(Problem statement) If a line in the records contains the string "waited", show that line.

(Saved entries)
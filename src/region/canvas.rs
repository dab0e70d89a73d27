//! Result canvas.
//!
//! The canvas is allocated once per read at reader-space size, one plane per
//! output channel. Before decoding starts it is split into one
//! [`TileTarget`] per planned tile: each target owns mutable row segments
//! covering exactly its tile's rectangle. Because the plan partitions the
//! region, the segments are disjoint and workers write through them with no
//! locking at all.
//!
//! After assembly the canvas can be reduced by repeated 2x box downscaling,
//! performed in place.

use crate::tile::TilePlan;

use super::sample::Sample;

/// Destination pixel planes for one region read.
#[derive(Debug, Clone, PartialEq)]
pub struct ResultCanvas<T> {
    width: u32,
    height: u32,
    planes: Vec<Vec<T>>,
}

impl<T: Sample> ResultCanvas<T> {
    /// Allocate a zero-filled canvas.
    pub fn new(width: u32, height: u32, channels: usize) -> Self {
        let len = width as usize * height as usize;
        Self {
            width,
            height,
            planes: (0..channels).map(|_| vec![T::default(); len]).collect(),
        }
    }

    pub fn width(&self) -> u32 {
        self.width
    }

    pub fn height(&self) -> u32 {
        self.height
    }

    pub fn channel_count(&self) -> usize {
        self.planes.len()
    }

    pub fn plane(&self, channel: usize) -> &[T] {
        &self.planes[channel]
    }

    pub fn into_planes(self) -> Vec<Vec<T>> {
        self.planes
    }

    /// Split the canvas into one write target per tile of `plan`.
    ///
    /// The plan's clipped region must have the canvas size; tile rectangles
    /// are translated relative to the region origin. Targets are returned in
    /// plan order.
    pub(crate) fn tile_targets(&mut self, plan: &TilePlan) -> Vec<TileTarget<'_, T>> {
        debug_assert_eq!(plan.region.width, self.width);
        debug_assert_eq!(plan.region.height, self.height);

        let channels = self.planes.len();
        let mut targets: Vec<TileTarget<'_, T>> = plan
            .tiles
            .iter()
            .map(|tile| TileTarget {
                tile_index: tile.index,
                width: tile.rect.width,
                height: tile.rect.height,
                rows: (0..channels)
                    .map(|_| Vec::with_capacity(tile.rect.height as usize))
                    .collect(),
            })
            .collect();

        if self.width == 0 {
            return targets;
        }

        let columns = plan.columns as usize;
        for (channel, plane) in self.planes.iter_mut().enumerate() {
            for (y, row) in plane.chunks_mut(self.width as usize).enumerate() {
                let grid_row = y / plan.tile_height as usize;
                let mut rest = row;
                for column in 0..columns {
                    let width = plan.column_width(column as u32) as usize;
                    let (segment, tail) = std::mem::take(&mut rest).split_at_mut(width);
                    rest = tail;
                    targets[grid_row * columns + column].rows[channel].push(segment);
                }
            }
        }

        targets
    }

    /// Halve both dimensions with a 2x2 box filter, in place.
    ///
    /// An odd trailing row or column is dropped.
    pub fn downscale_2x(&mut self) {
        let (width, height) = (self.width as usize, self.height as usize);
        let (half_w, half_h) = (width / 2, height / 2);

        for plane in &mut self.planes {
            // Output index y*half_w+x never exceeds the first input index
            // 2y*width+2x, and later outputs only read later inputs.
            for y in 0..half_h {
                for x in 0..half_w {
                    let i = 2 * y * width + 2 * x;
                    let sum = plane[i].to_f64()
                        + plane[i + 1].to_f64()
                        + plane[i + width].to_f64()
                        + plane[i + width + 1].to_f64();
                    plane[y * half_w + x] = T::from_f64(sum / 4.0);
                }
            }
            plane.truncate(half_w * half_h);
        }

        self.width = half_w as u32;
        self.height = half_h as u32;
    }

    /// Apply `rounds` successive [`downscale_2x`](Self::downscale_2x) passes.
    pub fn downscale(&mut self, rounds: u32) {
        for _ in 0..rounds {
            self.downscale_2x();
        }
    }
}

/// Exclusive write access to one tile's rectangle of the canvas.
pub(crate) struct TileTarget<'c, T> {
    tile_index: usize,
    width: u32,
    height: u32,

    /// Row segments per channel, top to bottom
    rows: Vec<Vec<&'c mut [T]>>,
}

impl<T: Sample> TileTarget<'_, T> {
    pub(crate) fn tile_index(&self) -> usize {
        self.tile_index
    }

    pub(crate) fn width(&self) -> u32 {
        self.width
    }

    pub(crate) fn height(&self) -> u32 {
        self.height
    }

    /// Copy a tile-sized, row-major plane of samples into `channel`.
    ///
    /// Rows or columns of `pixels` beyond the target are ignored, and a short
    /// source leaves the remainder untouched.
    pub(crate) fn write_channel(&mut self, channel: usize, pixels: &[T], src_width: usize) {
        if src_width == 0 {
            return;
        }
        for (dst, src) in self.rows[channel].iter_mut().zip(pixels.chunks(src_width)) {
            let n = dst.len().min(src.len());
            dst[..n].copy_from_slice(&src[..n]);
        }
    }
}

// =============================================================================
// Tests
// =============================================================================
use std::time::Duration;

use thiserror::Error;

use crate::region::PixelType;

/// Errors reported by a [`Decoder`](crate::slide::Decoder) implementation.
///
/// These are raised per call; whether one is fatal depends on where it
/// happens. During setup it aborts the whole read, inside a tile worker it
/// only marks that tile as failed.
#[derive(Debug, Clone, Error)]
pub enum DecodeError {
    /// Underlying I/O failure while reading pixel data
    #[error("I/O error: {0}")]
    Io(String),

    /// Series index is not present in the opened file
    #[error("Series {series} out of range (file has {count})")]
    InvalidSeries { series: usize, count: usize },

    /// Resolution index is not present in the bound series
    #[error("Resolution {resolution} out of range (series has {count})")]
    InvalidResolution { resolution: usize, count: usize },

    /// Plane index is not present at the bound series/resolution
    #[error("Plane {plane} out of range (series has {count})")]
    InvalidPlane { plane: usize, count: usize },

    /// Z/C/T position does not exist
    #[error("Invalid plane position: z={z}, c={c}, t={t}")]
    InvalidPosition { z: u32, c: u32, t: u32 },

    /// Requested rectangle lies outside the bound resolution level
    #[error("Region {x},{y} {width}x{height} exceeds level bounds {level_width}x{level_height}")]
    RegionOutOfBounds {
        x: u32,
        y: u32,
        width: u32,
        height: u32,
        level_width: u32,
        level_height: u32,
    },

    /// The decoder returned fewer bytes than the rectangle requires
    #[error("Unexpected plane data: expected {expected} bytes, got {actual}")]
    UnexpectedPlaneData { expected: usize, actual: usize },

    /// File or pixel layout cannot be handled
    #[error("Unsupported format: {reason}")]
    Unsupported { reason: String },

    /// Cloning a handle failed
    #[error("Failed to clone decoder handle: {0}")]
    Clone(String),

    /// Any other decoder-specific failure
    #[error("{0}")]
    Other(String),
}

impl From<std::io::Error> for DecodeError {
    fn from(err: std::io::Error) -> Self {
        DecodeError::Io(err.to_string())
    }
}

/// Errors that abort a region read.
///
/// Per-tile decode failures are not represented here unless the configured
/// failure policy is exceeded; they are collected in the
/// [`ReadReport`](crate::region::ReadReport) instead.
#[derive(Debug, Clone, Error)]
pub enum RegionError {
    /// The decoder failed during setup (bind, metadata, layout)
    #[error("Decoder error: {0}")]
    Decode(#[from] DecodeError),

    /// A worker could not obtain its own decoder handle
    #[error("Failed to clone reader for worker: {0}")]
    CloneFailed(DecodeError),

    /// A pool could not hand out a resource within the acquire timeout
    #[error("Timed out after {waited:?} waiting for a pooled {resource}")]
    PoolExhausted {
        resource: &'static str,
        waited: Duration,
    },

    /// Requested sample type does not match the decoder's pixel type
    #[error("Pixel type mismatch: requested {requested:?}, decoder provides {actual:?}")]
    PixelTypeMismatch {
        requested: PixelType,
        actual: PixelType,
    },

    /// The requested region does not intersect the image, or vanishes after downscaling
    #[error("Empty region: {reason}")]
    EmptyRegion { reason: String },

    /// Channel index beyond the series channel count
    #[error("Invalid channel {channel} (series has {count})")]
    InvalidChannel { channel: u32, count: u32 },

    /// Tile size must be non-zero
    #[error("Invalid tile size {width}x{height}")]
    InvalidTileSize { width: u32, height: u32 },

    /// Reader settings failed validation
    #[error("Invalid settings: {0}")]
    InvalidSettings(String),

    /// A worker thread could not be started
    #[error("Failed to spawn worker thread: {0}")]
    WorkerSpawn(String),

    /// More tiles failed than the failure policy allows
    #[error("{failed} of {total} tiles failed (limit {limit})")]
    TooManyFailedTiles {
        failed: usize,
        total: usize,
        limit: usize,
    },

    /// Writing the assembled region failed
    #[error("Failed to encode region: {message}")]
    Encode { message: String },
}
//! In-memory pyramid decoder.
//!
//! `MemoryDecoder` holds fully decoded plane data for every series and
//! resolution level. Level data is shared between clones, so cloning a handle
//! for a worker only copies the binding.

use std::path::{Path, PathBuf};
use std::sync::Arc;

use crate::error::DecodeError;
use crate::region::PixelType;
use crate::tile::Rect;

use super::decoder::Decoder;

// =============================================================================
// Levels and Series
// =============================================================================

/// Raw plane data of one resolution level.
#[derive(Debug, Clone)]
pub struct MemoryLevel {
    pub width: u32,
    pub height: u32,

    /// One buffer per plane, indexed by [`Decoder::plane_index`]
    pub planes: Vec<Vec<u8>>,
}

impl MemoryLevel {
    pub fn new(width: u32, height: u32, planes: Vec<Vec<u8>>) -> Self {
        Self {
            width,
            height,
            planes,
        }
    }
}

/// Metadata and levels of one image series.
#[derive(Debug, Clone)]
pub struct MemorySeries {
    pub pixel_type: PixelType,
    pub size_z: u32,
    pub size_c: u32,
    pub size_t: u32,
    pub rgb_channel_count: u32,
    pub interleaved: bool,
    pub little_endian: bool,
    pub levels: Vec<MemoryLevel>,
}

impl MemorySeries {
    /// A planar series with a single Z and T position.
    pub fn new(pixel_type: PixelType, size_c: u32) -> Self {
        Self {
            pixel_type,
            size_z: 1,
            size_c,
            size_t: 1,
            rgb_channel_count: 1,
            interleaved: false,
            little_endian: true,
            levels: Vec::new(),
        }
    }

    pub fn with_stack(mut self, size_z: u32, size_t: u32) -> Self {
        self.size_z = size_z;
        self.size_t = size_t;
        self
    }

    /// Store `count` samples per plane, interleaved per pixel or as sub-planes.
    pub fn with_rgb(mut self, count: u32, interleaved: bool) -> Self {
        self.rgb_channel_count = count;
        self.interleaved = interleaved;
        self
    }

    pub fn with_big_endian(mut self) -> Self {
        self.little_endian = false;
        self
    }

    pub fn with_level(mut self, level: MemoryLevel) -> Self {
        self.levels.push(level);
        self
    }

    /// Number of planes each level must provide.
    pub fn plane_count(&self) -> usize {
        let effective_c = (self.size_c / self.rgb_channel_count.max(1)).max(1);
        self.size_z as usize * effective_c as usize * self.size_t as usize
    }

    fn plane_len(&self, width: u32, height: u32) -> usize {
        width as usize
            * height as usize
            * self.pixel_type.bytes_per_sample()
            * self.rgb_channel_count.max(1) as usize
    }

    fn validate(&self, index: usize) -> Result<(), DecodeError> {
        if self.levels.is_empty() {
            return Err(DecodeError::Unsupported {
                reason: format!("series {index} has no resolution levels"),
            });
        }
        if self.rgb_channel_count == 0 || self.size_c % self.rgb_channel_count != 0 {
            return Err(DecodeError::Unsupported {
                reason: format!(
                    "series {index}: {} channels cannot be split into planes of {}",
                    self.size_c, self.rgb_channel_count
                ),
            });
        }

        let planes = self.plane_count();
        for (resolution, level) in self.levels.iter().enumerate() {
            if level.planes.len() != planes {
                return Err(DecodeError::Unsupported {
                    reason: format!(
                        "series {index} level {resolution}: expected {planes} planes, got {}",
                        level.planes.len()
                    ),
                });
            }
            let expected = self.plane_len(level.width, level.height);
            if let Some(bad) = level.planes.iter().find(|p| p.len() != expected) {
                return Err(DecodeError::UnexpectedPlaneData {
                    expected,
                    actual: bad.len(),
                });
            }
        }
        Ok(())
    }
}

// =============================================================================
// Memory Decoder
// =============================================================================

/// Decoder over fully in-memory plane data.
///
/// # Example
///
/// ```
/// use wsi_region_reader::slide::{Decoder, MemoryDecoder, MemoryLevel, MemorySeries};
/// use wsi_region_reader::region::PixelType;
///
/// let series = MemorySeries::new(PixelType::U8, 1)
///     .with_level(MemoryLevel::new(4, 4, vec![vec![7u8; 16]]))
///     .with_level(MemoryLevel::new(2, 2, vec![vec![9u8; 4]]));
/// let mut decoder = MemoryDecoder::new(vec![series]).unwrap();
///
/// decoder.bind(0, 1).unwrap();
/// assert_eq!(decoder.size_x(), 2);
/// ```
#[derive(Debug)]
pub struct MemoryDecoder {
    series: Arc<[MemorySeries]>,
    source: Option<PathBuf>,
    tile_size: Option<(u32, u32)>,
    bound_series: usize,
    bound_resolution: usize,
}

impl MemoryDecoder {
    /// Create a decoder bound to series 0, resolution 0.
    pub fn new(series: Vec<MemorySeries>) -> Result<Self, DecodeError> {
        if series.is_empty() {
            return Err(DecodeError::Unsupported {
                reason: "no image series".to_string(),
            });
        }
        for (index, s) in series.iter().enumerate() {
            s.validate(index)?;
        }

        Ok(Self {
            series: series.into(),
            source: None,
            tile_size: None,
            bound_series: 0,
            bound_resolution: 0,
        })
    }

    /// Record the path this data was loaded from.
    pub fn with_source(mut self, path: impl Into<PathBuf>) -> Self {
        self.source = Some(path.into());
        self
    }

    /// Advertise a preferred tile size to the planner.
    pub fn with_tile_size(mut self, width: u32, height: u32) -> Self {
        self.tile_size = Some((width, height));
        self
    }

    pub fn source(&self) -> Option<&Path> {
        self.source.as_deref()
    }

    fn current_series(&self) -> &MemorySeries {
        &self.series[self.bound_series]
    }

    fn current_level(&self) -> &MemoryLevel {
        &self.current_series().levels[self.bound_resolution]
    }
}

impl Decoder for MemoryDecoder {
    fn series_count(&self) -> usize {
        self.series.len()
    }

    fn bind(&mut self, series: usize, resolution: usize) -> Result<(), DecodeError> {
        let Some(s) = self.series.get(series) else {
            return Err(DecodeError::InvalidSeries {
                series,
                count: self.series.len(),
            });
        };
        if resolution >= s.levels.len() {
            return Err(DecodeError::InvalidResolution {
                resolution,
                count: s.levels.len(),
            });
        }
        self.bound_series = series;
        self.bound_resolution = resolution;
        Ok(())
    }

    fn series(&self) -> usize {
        self.bound_series
    }

    fn resolution(&self) -> usize {
        self.bound_resolution
    }

    fn resolution_count(&self) -> usize {
        self.current_series().levels.len()
    }

    fn size_x(&self) -> u32 {
        self.current_level().width
    }

    fn size_y(&self) -> u32 {
        self.current_level().height
    }

    fn size_z(&self) -> u32 {
        self.current_series().size_z
    }

    fn size_c(&self) -> u32 {
        self.current_series().size_c
    }

    fn size_t(&self) -> u32 {
        self.current_series().size_t
    }

    fn rgb_channel_count(&self) -> u32 {
        self.current_series().rgb_channel_count
    }

    fn is_interleaved(&self) -> bool {
        self.current_series().interleaved
    }

    fn is_little_endian(&self) -> bool {
        self.current_series().little_endian
    }

    fn pixel_type(&self) -> PixelType {
        self.current_series().pixel_type
    }

    fn read_region_bytes(
        &mut self,
        plane: usize,
        rect: Rect,
        out: &mut Vec<u8>,
    ) -> Result<(), DecodeError> {
        let series = self.current_series();
        let level = self.current_level();

        let data = level.planes.get(plane).ok_or(DecodeError::InvalidPlane {
            plane,
            count: level.planes.len(),
        })?;
        if rect.right() > level.width as u64 || rect.bottom() > level.height as u64 {
            return Err(DecodeError::RegionOutOfBounds {
                x: rect.x,
                y: rect.y,
                width: rect.width,
                height: rect.height,
                level_width: level.width,
                level_height: level.height,
            });
        }

        let bps = series.pixel_type.bytes_per_sample();
        let rgb = series.rgb_channel_count.max(1) as usize;
        let (stride, sub_planes) = if series.interleaved {
            (bps * rgb, 1)
        } else {
            (bps, rgb)
        };

        let level_width = level.width as usize;
        let sub_plane_len = level_width * level.height as usize * stride;
        let row_len = rect.width as usize * stride;

        out.clear();
        out.reserve(row_len * rect.height as usize * sub_planes);
        for sub in 0..sub_planes {
            let base = sub * sub_plane_len;
            for y in rect.y..rect.y + rect.height {
                let start = base + (y as usize * level_width + rect.x as usize) * stride;
                out.extend_from_slice(&data[start..start + row_len]);
            }
        }
        Ok(())
    }

    fn optimal_tile_width(&self) -> Option<u32> {
        self.tile_size.map(|(w, _)| w)
    }

    fn optimal_tile_height(&self) -> Option<u32> {
        self.tile_size.map(|(_, h)| h)
    }

    fn try_clone(&self) -> Result<Self, DecodeError> {
        Ok(Self {
            series: Arc::clone(&self.series),
            source: self.source.clone(),
            tile_size: self.tile_size,
            bound_series: self.bound_series,
            bound_resolution: self.bound_resolution,
        })
    }
}

// =============================================================================
// Tests
// =============================================================================
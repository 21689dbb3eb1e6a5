// src/services/mod.rs
//
// Services Module - Orchestration Layer

pub mod hierarchy_service;
pub mod image_service;
pub mod resolver_service;

#[cfg(test)]
mod resolver_service_tests;

// Re-export all services and their types
pub use hierarchy_service::HierarchyLinker;

pub use image_service::{ImageKind, ImageService, RemoteImage};

pub use resolver_service::ResolverService;
// src/domain/mod.rs
//
// Domain Root - The Single Source of Truth for Domain API
//
// This file MUST declare all domain modules and re-export their public API.
// All other modules import from `crate::domain::*`

// ============================================================================
// MODULE DECLARATIONS
// ============================================================================

pub mod resolution;

// ============================================================================
// PUBLIC API RE-EXPORTS
// ============================================================================

pub use resolution::{
    EpisodeLookup, EpisodeMetadata, MetadataRequest, MovieLookup, MovieMetadata, ResolvedMetadata,
    SearchHit, SeasonLookup, SeasonMetadata, SeriesLookup, SeriesMetadata, PROVIDER_KEY,
};
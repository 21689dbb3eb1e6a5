// src/services/resolver_service.rs
//
// Resolver Service (Identity Resolver)
//
// Resolves ONE content item per call from either a stored external id or a
// bare display name, and dispatches season/episode requests to the
// hierarchy linker. Each call re-fetches fresh catalog data; nothing is
// cached and nothing is mutated, so arbitrarily many resolutions may run
// concurrently.
//
// CRITICAL RULES:
// - A stored external id is trusted: a by-id failure escalates as fatal
//   rather than silently losing the user's match
// - An empty search is a normal outcome (Ok(None)), not an error
// - First-result selection in server order; no relevance re-ranking

use std::sync::Arc;

use tokio_util::sync::CancellationToken;

use crate::catalog::models::{Collection, Media};
use crate::catalog::{contains_filter, CatalogApi};
use crate::config::ResolverConfig;
use crate::domain::resolution::{
    MetadataRequest, MovieLookup, MovieMetadata, ResolvedMetadata, SearchHit, SeriesLookup,
    SeriesMetadata,
};
use crate::error::AppResult;
use crate::services::hierarchy_service::HierarchyLinker;
use crate::utils::parse_optional_date;
use chrono::Datelike;

pub struct ResolverService {
    api: Arc<dyn CatalogApi>,
    linker: HierarchyLinker,
}

impl ResolverService {
    pub fn new(api: Arc<dyn CatalogApi>, config: ResolverConfig) -> Self {
        let linker = HierarchyLinker::new(api.clone(), config);
        Self { api, linker }
    }

    /// Resolve a single request. `Ok(None)` means the catalog has no
    /// metadata for this item; the host should leave existing metadata
    /// unchanged. `Err` means the catalog was unreachable or malformed.
    pub async fn resolve(
        &self,
        request: MetadataRequest,
        cancel: &CancellationToken,
    ) -> AppResult<Option<ResolvedMetadata>> {
        match request {
            MetadataRequest::Movie(lookup) => Ok(self
                .resolve_movie(&lookup, cancel)
                .await?
                .map(ResolvedMetadata::Movie)),
            MetadataRequest::Series(lookup) => Ok(self
                .resolve_series(&lookup, cancel)
                .await?
                .map(ResolvedMetadata::Series)),
            MetadataRequest::Season(lookup) => Ok(self
                .linker
                .resolve_season(&lookup, cancel)
                .await?
                .map(ResolvedMetadata::Season)),
            MetadataRequest::Episode(lookup) => Ok(self
                .linker
                .resolve_episode(&lookup, cancel)
                .await?
                .map(ResolvedMetadata::Episode)),
        }
    }

    /// Movie resolution against the media endpoints.
    pub async fn resolve_movie(
        &self,
        lookup: &MovieLookup,
        cancel: &CancellationToken,
    ) -> AppResult<Option<MovieMetadata>> {
        if let Some(id) = lookup.external_id.as_deref() {
            let media = match self.api.get_media_by_id(id, cancel).await {
                Ok(media) => media,
                Err(err) => {
                    log::error!("by-id media lookup failed for {}: {}", id, err);
                    return Err(err);
                }
            };
            return Ok(Some(map_media_to_movie(media)));
        }

        let filter = contains_filter("title", &lookup.name);
        let page = self.api.get_media(&filter, cancel).await?;
        log::debug!(
            "media search for {:?} returned {} record(s)",
            lookup.name,
            page.media.len()
        );

        Ok(page.media.into_iter().next().map(map_media_to_movie))
    }

    /// Series resolution against the collection endpoints.
    pub async fn resolve_series(
        &self,
        lookup: &SeriesLookup,
        cancel: &CancellationToken,
    ) -> AppResult<Option<SeriesMetadata>> {
        if let Some(id) = lookup.external_id.as_deref() {
            let collection = match self.api.get_collection_by_id(id, cancel).await {
                Ok(collection) => collection,
                Err(err) => {
                    log::error!("by-id collection lookup failed for {}: {}", id, err);
                    return Err(err);
                }
            };
            return Ok(Some(map_collection_to_series(collection)));
        }

        let filter = contains_filter("name", &lookup.name);
        let page = self.api.get_collections(&filter, cancel).await?;
        log::debug!(
            "collection search for {:?} returned {} record(s)",
            lookup.name,
            page.collections.len()
        );

        Ok(page
            .collections
            .into_iter()
            .next()
            .map(map_collection_to_series))
    }

    // ========================================================================
    // SEARCH LISTINGS (host-facing, all hits in server order)
    // ========================================================================

    pub async fn search_movies(
        &self,
        name: &str,
        cancel: &CancellationToken,
    ) -> AppResult<Vec<SearchHit>> {
        let page = self
            .api
            .get_media(&contains_filter("title", name), cancel)
            .await?;

        Ok(page
            .media
            .into_iter()
            .map(|media| SearchHit {
                external_id: media.id,
                name: media.title,
                image_url: media.cover_url,
            })
            .collect())
    }

    pub async fn search_series(
        &self,
        name: &str,
        cancel: &CancellationToken,
    ) -> AppResult<Vec<SearchHit>> {
        let page = self
            .api
            .get_collections(&contains_filter("name", name), cancel)
            .await?;

        Ok(page
            .collections
            .into_iter()
            .map(|collection| SearchHit {
                external_id: collection.id,
                name: collection.name,
                image_url: collection.cover_url,
            })
            .collect())
    }
}

// ============================================================================
// OUTPUT MAPPING
// ============================================================================

fn map_media_to_movie(media: Media) -> MovieMetadata {
    let premiere_date = parse_optional_date(media.start_date.as_deref());

    MovieMetadata {
        external_id: media.id,
        name: media.title,
        overview: media.description,
        production_year: premiere_date.map(|d| d.year()),
        premiere_date,
        rating: media.score,
        studios: media.creators,
        tags: media.tags,
    }
}

fn map_collection_to_series(collection: Collection) -> SeriesMetadata {
    SeriesMetadata {
        external_id: collection.id,
        name: collection.name,
    }
}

(Reply to the exercise)
    #[error("Timed out after {waited:?} waiting for a pooled {resource}")]
        waited: Duration,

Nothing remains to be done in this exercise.